Meet Peter Siddle – the shih-tzu-stroking, penguin-loving Aussie hardman

Peter Siddle
Old-school but a new man; Peter Siddle is a vegan and a supporter of animal charities but believes cricket should be played aggressively. Photograph: Christopher Thomond for the Observer

A little over a month ago, Peter Siddle got engaged. He had been with his fiancee, Anna Weatherlake, for about four years already, and the same single mates who used to give him stick for being under the thumb were now all married themselves. “It was about time,” Siddle says, “that I got it done.” Only question was, how to propose? Siddle got a diamond ring and tied it to the collar of their dog, a Maltese shih-tzu called Oscar. When Anna took off Oscar’s collar that night, the ring slipped off with it. And that was when he asked her the question.

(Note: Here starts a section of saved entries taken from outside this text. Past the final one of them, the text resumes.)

//! The register state saved when a breakpoint exception is taken.

use arbitrary_int::u5;
use bitbybit::bitfield;

/// The status of an ARMv7 CPU (CPSR/SPSR).
#[bitfield(u32, default = 0, debug)]
pub struct ProgramStatus {
    /// IRQs are masked.
    #[bit(7, rw)]
    pub irq_masked: bool,
    /// FIQs are masked.
    #[bit(6, rw)]
    pub fiq_masked: bool,
    /// The CPU is executing a 16-bit instruction set (Thumb or ThumbEE).
    #[bit(5, rw)]
    pub thumb: bool,
    /// The processor mode.
    #[bits(0..=4, rw)]
    pub mode: u5,
}

/// The saved state of a program from before a breakpoint exception.
///
/// Updating these fields makes the exception return apply the changes to the CPU.
#[derive(Debug, Clone, Copy, Default)]
#[repr(C)]
pub struct ExceptionFrame {
    /// The saved program status register from before the exception.
    pub spsr: ProgramStatus,
    /// The stack pointer from before the exception.
    pub stack_pointer: usize,
    /// The link register from before the exception.
    pub link_register: usize,
    /// Which vector the exception came through.
    pub exception_kind: u32,
    /// Registers r0 through r12.
    pub registers: [u32; 13],
    /// The address of the instruction that trapped.
    ///
    /// The exception vector has already removed the link register offset, so this is the
    /// address execution resumes at.
    pub program_counter: usize,
}

impl ExceptionFrame {
    /// Returns the resume address, with bit 0 set when it points at Thumb code.
    #[must_use]
    pub fn tagged_program_counter(&self) -> usize {
        self.program_counter | usize::from(self.spsr.thumb())
    }
}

Just to be clear about it, this is the same Siddle they nickname “Sid Vicious”. The Siddle who said, after Michael Clarke was overheard telling James Anderson “to get ready for a broken fucking arm” in 2013, that “Anderson brought it on himself, so fair’s fair”. The same Siddle who gave Matt Prior such a vituperative send-off in 2010 that Prior had to publicly deny that he had challenged the bowler to a fight in the car park after the close of play. The same Siddle who was fined for bowling consecutive beamers at Murali Vijay during a Champions League match. A man whose aggressive, unstinting fast bowling has brought him 192 wickets in 56 Tests.

Square all that with this: “I was always going to use Oscar, I just had to work out how. We’ve got a lot of love for animals,” Siddle says. “We’re ambassadors for a lot of foundations that look after rescue animals, and farm animals and that type of thing. It’s a big part of our lives. So it was fitting.”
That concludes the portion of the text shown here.